Did you know that the term ‘muscle car’ dates back to the 1949 and was actually used to describe what we more commonly term ‘classics’, the Oldsmobile and Cadillac?
Magazines commented, “These cars have plenty of muscle”, in response to the introduction of OHV engines in these cars. In short, what gives the car the ‘muscle car’ title is that it has a light weight body with big, powerful engines. Meaning also, having incredible speed but awful handling. Now that you know the the terminology, let’s jump into the lesson.
What’s the difference between the two most well known muscle cars, the Chevrolet Camaro and the Pontiac Firebird?
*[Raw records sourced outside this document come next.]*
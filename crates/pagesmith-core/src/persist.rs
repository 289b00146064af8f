//! Persisted document shape.
//!
//! Only durable data goes to disk: pages with their components, the current
//! page, and the API definitions. Transients (selection, clipboard, drag
//! state, undo history) never round-trip.

use crate::component::ComponentInstance;
use crate::page::{Page, Seo};
use crate::store::DocumentStore;
use serde::{Deserialize, Serialize};
use serde_json::Value;
use std::collections::BTreeMap;
use std::sync::Arc;

/// A page as it appears on disk.
#[derive(Debug, Clone, PartialEq, Serialize, Deserialize)]
pub struct PersistedPage {
    pub id: String,
    pub name: String,
    pub components: Vec<ComponentInstance>,
    #[serde(default)]
    pub route: String,
    #[serde(default)]
    pub is_home_page: bool,
    #[serde(default, skip_serializing_if = "Option::is_none")]
    pub seo: Option<Seo>,
}

/// The full persisted document.
#[derive(Debug, Clone, PartialEq, Serialize, Deserialize)]
pub struct PersistedState {
    pub pages: Vec<PersistedPage>,
    pub current_page_id: String,
    /// Denormalized for cheap display in document pickers.
    pub current_page_name: String,
    #[serde(default)]
    pub apis: BTreeMap<String, Value>,
}

impl PersistedState {
    /// Capture the durable part of a store.
    pub fn from_store(store: &DocumentStore) -> Self {
        Self {
            pages: store
                .pages()
                .iter()
                .map(|page| PersistedPage {
                    id: page.id.clone(),
                    name: page.name.clone(),
                    components: page.components.as_ref().clone(),
                    route: page.route.clone(),
                    is_home_page: page.is_home_page,
                    seo: page.seo.clone(),
                })
                .collect(),
            current_page_id: store.current_page_id().to_string(),
            current_page_name: store
                .current_page()
                .map(|p| p.name.clone())
                .unwrap_or_default(),
            apis: store.apis.clone(),
        }
    }

    /// Rebuild a store. Selection and clipboard start empty, settings at
    /// their defaults.
    pub fn into_store(self) -> DocumentStore {
        let pages = self
            .pages
            .into_iter()
            .map(|page| Page {
                id: page.id,
                name: page.name,
                components: Arc::new(page.components),
                route: page.route,
                is_home_page: page.is_home_page,
                seo: page.seo,
            })
            .collect();
        let mut store = DocumentStore::with_pages(pages, self.current_page_id);
        store.apis = self.apis;
        store
    }

    /// Serialize to pretty JSON.
    pub fn to_json(&self) -> Result<String, serde_json::Error> {
        serde_json::to_string_pretty(self)
    }

    /// Deserialize from JSON.
    pub fn from_json(json: &str) -> Result<Self, serde_json::Error> {
        serde_json::from_str(json)
    }
}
Clearly, the two cars are aesthetically similar, sharing the same F-body platform. The Firebird actually had originally been planned to be a sporty two seater, but GM was scared it’s success and love would be depleted by the popular Corvette. Thus, it came to be a look-a-like Camaro. The cars are, however, different under the hood. The base model Firebird had an OHC inline-6 engine and single barrel carburetor. It produced 168hp, while the Camaro sat around 140hp. There were varying engine options available for both too, for example, o ur Camaro has a 5.4L V8 and our Pontiac has a 6.6L V8.
The Pontiac was also introduced almost half a year after the Camaro, giving GM the ability to fine tune it’s engineering. They moved the engine back a bit and added rear traction bars. It’s popular opinion that the Pontiac is the luxurious choice, it had more features one could choose. However, the public still seemed to favor the Camaro due to its drag racing reputation, the Z/28 and COPO.